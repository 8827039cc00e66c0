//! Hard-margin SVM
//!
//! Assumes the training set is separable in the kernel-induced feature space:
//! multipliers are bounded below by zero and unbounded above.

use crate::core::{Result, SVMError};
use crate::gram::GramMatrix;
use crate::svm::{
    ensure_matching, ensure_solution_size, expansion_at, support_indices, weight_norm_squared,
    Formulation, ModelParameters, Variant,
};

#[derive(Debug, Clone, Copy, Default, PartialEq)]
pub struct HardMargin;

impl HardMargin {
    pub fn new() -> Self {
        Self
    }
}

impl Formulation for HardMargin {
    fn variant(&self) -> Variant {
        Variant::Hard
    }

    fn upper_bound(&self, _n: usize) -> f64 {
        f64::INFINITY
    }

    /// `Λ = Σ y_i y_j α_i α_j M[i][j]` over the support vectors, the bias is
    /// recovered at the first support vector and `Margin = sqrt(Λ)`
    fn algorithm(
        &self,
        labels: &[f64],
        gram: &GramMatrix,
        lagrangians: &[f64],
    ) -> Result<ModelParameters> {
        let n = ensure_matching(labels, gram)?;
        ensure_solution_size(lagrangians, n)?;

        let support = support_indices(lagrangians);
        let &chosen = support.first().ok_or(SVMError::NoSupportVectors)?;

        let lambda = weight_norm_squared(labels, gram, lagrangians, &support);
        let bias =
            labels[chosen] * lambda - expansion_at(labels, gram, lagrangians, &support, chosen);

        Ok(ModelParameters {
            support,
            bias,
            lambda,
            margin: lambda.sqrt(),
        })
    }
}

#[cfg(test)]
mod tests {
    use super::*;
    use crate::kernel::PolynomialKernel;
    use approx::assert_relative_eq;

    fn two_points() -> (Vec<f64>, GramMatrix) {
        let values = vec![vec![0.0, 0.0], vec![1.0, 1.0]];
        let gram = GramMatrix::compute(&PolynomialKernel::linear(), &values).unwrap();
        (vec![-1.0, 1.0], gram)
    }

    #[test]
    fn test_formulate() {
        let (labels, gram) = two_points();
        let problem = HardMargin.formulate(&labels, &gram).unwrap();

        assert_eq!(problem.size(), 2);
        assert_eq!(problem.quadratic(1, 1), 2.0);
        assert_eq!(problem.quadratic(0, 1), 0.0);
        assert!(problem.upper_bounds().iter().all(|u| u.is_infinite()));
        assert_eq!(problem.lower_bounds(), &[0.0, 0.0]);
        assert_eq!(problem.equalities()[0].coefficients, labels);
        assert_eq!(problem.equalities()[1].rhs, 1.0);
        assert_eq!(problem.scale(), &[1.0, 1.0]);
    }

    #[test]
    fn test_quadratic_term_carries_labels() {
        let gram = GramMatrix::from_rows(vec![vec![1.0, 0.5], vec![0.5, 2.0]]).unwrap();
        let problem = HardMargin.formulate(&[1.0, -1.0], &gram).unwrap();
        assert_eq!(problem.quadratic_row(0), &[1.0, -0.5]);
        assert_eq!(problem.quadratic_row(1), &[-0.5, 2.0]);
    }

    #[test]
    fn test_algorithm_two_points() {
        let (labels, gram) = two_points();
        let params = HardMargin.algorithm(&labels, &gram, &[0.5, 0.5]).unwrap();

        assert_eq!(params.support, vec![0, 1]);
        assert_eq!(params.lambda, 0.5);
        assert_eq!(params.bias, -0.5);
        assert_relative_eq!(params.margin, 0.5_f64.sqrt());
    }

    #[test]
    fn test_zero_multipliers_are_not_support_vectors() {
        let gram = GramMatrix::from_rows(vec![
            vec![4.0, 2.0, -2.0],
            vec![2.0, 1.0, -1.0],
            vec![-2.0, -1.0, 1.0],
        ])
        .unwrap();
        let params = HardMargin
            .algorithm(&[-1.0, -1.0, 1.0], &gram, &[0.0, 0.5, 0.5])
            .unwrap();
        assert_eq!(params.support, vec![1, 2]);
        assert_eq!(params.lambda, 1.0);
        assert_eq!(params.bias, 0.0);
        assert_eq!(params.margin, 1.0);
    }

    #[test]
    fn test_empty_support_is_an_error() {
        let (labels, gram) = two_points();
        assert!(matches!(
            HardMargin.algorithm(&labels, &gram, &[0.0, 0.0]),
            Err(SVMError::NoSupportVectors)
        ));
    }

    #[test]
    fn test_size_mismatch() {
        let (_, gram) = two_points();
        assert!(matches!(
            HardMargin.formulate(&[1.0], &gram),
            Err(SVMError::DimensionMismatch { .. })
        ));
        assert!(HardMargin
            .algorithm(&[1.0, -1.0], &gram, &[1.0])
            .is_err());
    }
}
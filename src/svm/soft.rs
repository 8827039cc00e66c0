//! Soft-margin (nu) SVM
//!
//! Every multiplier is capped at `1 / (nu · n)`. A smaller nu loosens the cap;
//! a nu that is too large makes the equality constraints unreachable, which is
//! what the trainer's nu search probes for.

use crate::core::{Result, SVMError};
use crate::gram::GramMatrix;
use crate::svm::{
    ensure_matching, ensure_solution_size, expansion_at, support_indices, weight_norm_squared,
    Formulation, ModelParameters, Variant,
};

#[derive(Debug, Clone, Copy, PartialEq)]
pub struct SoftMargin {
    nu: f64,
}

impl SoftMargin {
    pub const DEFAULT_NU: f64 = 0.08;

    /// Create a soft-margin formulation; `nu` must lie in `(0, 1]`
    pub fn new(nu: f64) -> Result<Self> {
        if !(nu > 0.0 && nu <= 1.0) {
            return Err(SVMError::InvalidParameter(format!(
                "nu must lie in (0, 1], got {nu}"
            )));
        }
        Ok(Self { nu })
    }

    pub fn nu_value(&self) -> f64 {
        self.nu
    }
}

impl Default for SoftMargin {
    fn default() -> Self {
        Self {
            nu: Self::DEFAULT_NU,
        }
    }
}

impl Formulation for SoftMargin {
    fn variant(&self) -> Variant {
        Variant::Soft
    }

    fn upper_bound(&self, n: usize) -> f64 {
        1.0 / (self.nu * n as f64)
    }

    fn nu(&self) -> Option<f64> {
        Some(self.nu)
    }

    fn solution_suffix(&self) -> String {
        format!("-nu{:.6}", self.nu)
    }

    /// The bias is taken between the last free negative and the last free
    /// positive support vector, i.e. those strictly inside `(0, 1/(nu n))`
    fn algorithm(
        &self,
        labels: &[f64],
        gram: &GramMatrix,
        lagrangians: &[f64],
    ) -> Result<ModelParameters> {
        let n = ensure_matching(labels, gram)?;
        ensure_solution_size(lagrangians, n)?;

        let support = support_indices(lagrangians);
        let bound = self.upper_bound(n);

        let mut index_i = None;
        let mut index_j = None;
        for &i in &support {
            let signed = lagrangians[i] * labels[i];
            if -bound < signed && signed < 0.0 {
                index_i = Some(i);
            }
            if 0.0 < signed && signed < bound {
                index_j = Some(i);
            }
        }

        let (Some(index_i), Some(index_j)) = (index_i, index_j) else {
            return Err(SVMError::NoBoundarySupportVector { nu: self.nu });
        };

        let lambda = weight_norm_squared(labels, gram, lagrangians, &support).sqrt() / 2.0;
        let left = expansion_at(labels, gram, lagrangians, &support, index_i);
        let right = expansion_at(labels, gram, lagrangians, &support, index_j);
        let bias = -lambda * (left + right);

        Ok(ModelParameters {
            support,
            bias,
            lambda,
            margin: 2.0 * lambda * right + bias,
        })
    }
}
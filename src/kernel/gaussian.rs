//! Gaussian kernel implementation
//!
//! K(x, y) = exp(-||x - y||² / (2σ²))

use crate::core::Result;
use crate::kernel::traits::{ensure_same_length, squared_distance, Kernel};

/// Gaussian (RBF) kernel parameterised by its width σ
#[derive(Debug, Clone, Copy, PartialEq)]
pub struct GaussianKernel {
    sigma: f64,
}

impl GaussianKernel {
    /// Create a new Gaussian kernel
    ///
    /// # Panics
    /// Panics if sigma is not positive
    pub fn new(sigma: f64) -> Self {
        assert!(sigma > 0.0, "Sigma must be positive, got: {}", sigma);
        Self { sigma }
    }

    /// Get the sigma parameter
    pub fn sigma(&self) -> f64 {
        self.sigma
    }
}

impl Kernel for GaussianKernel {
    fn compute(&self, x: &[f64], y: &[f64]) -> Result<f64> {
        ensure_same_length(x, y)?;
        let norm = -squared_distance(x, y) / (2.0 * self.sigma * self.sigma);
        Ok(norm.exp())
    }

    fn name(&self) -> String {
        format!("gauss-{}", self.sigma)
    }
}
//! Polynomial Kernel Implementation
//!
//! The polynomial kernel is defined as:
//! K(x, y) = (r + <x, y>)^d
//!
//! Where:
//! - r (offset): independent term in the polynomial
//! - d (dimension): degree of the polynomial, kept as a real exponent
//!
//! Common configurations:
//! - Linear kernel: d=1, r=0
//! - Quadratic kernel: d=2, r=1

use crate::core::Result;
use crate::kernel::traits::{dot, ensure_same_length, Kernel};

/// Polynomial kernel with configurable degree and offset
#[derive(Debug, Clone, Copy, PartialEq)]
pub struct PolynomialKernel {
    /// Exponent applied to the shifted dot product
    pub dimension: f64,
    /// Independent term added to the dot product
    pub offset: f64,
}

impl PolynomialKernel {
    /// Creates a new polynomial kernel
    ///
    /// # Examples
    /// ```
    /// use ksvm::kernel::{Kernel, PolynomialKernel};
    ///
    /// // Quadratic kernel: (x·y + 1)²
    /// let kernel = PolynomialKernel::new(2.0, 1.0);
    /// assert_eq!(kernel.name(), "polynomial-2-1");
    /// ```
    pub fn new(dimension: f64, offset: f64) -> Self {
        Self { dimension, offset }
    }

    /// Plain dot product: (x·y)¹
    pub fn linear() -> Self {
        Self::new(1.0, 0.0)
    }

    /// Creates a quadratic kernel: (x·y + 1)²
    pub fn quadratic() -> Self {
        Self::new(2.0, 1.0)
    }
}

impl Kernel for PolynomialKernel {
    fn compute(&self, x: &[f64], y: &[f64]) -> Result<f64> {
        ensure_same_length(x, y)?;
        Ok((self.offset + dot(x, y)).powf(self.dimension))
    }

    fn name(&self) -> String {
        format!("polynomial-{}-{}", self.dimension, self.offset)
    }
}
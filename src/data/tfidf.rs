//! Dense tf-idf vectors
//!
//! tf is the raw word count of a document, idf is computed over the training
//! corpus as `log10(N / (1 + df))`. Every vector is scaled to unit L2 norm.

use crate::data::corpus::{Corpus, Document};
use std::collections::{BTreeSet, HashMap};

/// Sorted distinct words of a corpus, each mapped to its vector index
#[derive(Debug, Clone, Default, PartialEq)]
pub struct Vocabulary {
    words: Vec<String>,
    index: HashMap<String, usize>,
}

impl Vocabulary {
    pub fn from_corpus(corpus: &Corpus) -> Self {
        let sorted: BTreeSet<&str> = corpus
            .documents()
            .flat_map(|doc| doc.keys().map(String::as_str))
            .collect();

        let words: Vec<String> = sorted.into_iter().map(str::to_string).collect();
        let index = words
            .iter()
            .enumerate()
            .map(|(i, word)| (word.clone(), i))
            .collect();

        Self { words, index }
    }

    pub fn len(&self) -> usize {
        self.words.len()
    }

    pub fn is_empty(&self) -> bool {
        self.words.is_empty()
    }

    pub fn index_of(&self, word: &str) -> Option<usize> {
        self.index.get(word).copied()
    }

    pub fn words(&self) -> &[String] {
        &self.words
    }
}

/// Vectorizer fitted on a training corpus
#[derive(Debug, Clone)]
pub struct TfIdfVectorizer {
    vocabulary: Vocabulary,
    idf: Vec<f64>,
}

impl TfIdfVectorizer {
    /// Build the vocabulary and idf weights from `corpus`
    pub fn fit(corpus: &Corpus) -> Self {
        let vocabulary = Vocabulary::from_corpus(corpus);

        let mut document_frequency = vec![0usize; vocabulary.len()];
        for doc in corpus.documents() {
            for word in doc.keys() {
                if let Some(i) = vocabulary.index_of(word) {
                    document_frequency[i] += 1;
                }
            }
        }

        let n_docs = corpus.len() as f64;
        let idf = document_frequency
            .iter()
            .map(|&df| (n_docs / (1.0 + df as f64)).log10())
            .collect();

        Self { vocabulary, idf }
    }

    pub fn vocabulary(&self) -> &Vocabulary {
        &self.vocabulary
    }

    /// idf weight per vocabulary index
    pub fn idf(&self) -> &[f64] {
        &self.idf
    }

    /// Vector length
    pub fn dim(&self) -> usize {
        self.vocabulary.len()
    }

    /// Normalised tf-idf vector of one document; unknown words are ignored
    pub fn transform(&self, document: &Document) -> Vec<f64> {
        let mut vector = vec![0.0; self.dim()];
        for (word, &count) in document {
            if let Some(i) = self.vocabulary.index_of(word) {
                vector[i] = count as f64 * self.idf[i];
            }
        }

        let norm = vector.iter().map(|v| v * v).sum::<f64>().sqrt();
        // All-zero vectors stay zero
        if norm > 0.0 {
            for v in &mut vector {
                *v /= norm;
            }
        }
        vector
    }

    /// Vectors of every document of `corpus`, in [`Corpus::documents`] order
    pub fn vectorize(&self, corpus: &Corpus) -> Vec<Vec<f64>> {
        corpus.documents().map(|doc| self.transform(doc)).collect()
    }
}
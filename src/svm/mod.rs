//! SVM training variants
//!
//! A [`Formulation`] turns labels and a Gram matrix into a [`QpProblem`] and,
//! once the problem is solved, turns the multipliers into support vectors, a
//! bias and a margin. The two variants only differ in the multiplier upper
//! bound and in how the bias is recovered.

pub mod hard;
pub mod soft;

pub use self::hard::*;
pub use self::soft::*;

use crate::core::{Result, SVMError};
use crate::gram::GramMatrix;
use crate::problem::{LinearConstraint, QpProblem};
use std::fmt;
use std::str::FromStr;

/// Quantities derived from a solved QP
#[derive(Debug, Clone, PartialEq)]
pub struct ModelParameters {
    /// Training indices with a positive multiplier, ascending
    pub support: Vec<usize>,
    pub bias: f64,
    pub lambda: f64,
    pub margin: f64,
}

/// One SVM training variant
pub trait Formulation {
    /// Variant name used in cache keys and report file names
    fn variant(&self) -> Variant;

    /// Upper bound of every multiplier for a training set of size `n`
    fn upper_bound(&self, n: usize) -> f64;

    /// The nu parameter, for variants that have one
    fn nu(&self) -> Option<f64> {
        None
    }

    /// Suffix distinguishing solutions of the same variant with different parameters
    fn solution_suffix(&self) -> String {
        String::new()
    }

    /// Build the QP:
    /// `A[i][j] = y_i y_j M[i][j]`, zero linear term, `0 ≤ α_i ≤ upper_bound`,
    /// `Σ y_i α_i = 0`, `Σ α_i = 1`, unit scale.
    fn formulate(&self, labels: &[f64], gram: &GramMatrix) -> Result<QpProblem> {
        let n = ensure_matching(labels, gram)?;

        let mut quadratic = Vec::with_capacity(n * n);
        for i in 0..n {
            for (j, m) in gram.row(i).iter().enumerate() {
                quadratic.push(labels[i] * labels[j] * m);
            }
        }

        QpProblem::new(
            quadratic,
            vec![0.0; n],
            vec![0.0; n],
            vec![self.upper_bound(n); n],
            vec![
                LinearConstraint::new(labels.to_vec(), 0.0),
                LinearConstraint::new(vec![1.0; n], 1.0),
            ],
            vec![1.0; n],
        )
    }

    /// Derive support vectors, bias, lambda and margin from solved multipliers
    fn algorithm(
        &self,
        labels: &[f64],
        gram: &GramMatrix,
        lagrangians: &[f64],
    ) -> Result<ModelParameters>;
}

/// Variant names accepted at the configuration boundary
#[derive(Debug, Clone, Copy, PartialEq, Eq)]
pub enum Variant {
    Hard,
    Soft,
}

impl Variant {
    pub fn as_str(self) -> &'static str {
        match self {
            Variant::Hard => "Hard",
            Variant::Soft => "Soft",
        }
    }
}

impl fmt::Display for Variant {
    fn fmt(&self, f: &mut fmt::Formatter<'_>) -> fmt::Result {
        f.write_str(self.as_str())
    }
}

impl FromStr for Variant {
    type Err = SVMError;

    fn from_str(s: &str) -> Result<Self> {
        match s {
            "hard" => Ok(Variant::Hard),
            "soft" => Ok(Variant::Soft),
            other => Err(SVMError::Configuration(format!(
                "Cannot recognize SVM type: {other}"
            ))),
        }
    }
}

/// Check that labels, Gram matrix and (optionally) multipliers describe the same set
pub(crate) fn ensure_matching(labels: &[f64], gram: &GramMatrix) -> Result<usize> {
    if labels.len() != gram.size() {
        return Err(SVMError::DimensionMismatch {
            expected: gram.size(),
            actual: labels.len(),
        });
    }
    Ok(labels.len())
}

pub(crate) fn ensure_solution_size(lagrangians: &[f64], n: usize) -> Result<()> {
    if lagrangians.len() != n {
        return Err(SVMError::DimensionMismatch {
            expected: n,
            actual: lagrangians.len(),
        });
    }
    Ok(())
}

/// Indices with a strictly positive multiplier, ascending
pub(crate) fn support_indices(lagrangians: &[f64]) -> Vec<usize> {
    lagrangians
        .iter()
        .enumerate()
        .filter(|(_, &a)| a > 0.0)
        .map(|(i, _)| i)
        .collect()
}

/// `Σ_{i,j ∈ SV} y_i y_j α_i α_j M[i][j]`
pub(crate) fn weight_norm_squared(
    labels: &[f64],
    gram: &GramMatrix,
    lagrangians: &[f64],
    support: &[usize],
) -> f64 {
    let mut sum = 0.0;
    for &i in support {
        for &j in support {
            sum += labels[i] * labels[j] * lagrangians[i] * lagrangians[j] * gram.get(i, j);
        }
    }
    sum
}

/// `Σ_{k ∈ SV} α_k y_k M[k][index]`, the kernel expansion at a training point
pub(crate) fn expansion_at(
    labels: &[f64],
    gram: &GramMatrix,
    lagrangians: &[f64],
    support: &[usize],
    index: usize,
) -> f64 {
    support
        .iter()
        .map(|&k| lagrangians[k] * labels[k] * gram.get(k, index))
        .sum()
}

The problem
Search the entries for the word "String", then copy every line in which it is found.

Expected output
    fn solution_suffix(&self) -> String {
    fn name(&self) -> String {
    fn name(&self) -> String {
    words: Vec<String>,
    index: HashMap<String, usize>,
            .flat_map(|doc| doc.keys().map(String::as_str))
        let words: Vec<String> = sorted.into_iter().map(str::to_string).collect();
    pub fn words(&self) -> &[String] {
    fn solution_suffix(&self) -> String {
        String::new()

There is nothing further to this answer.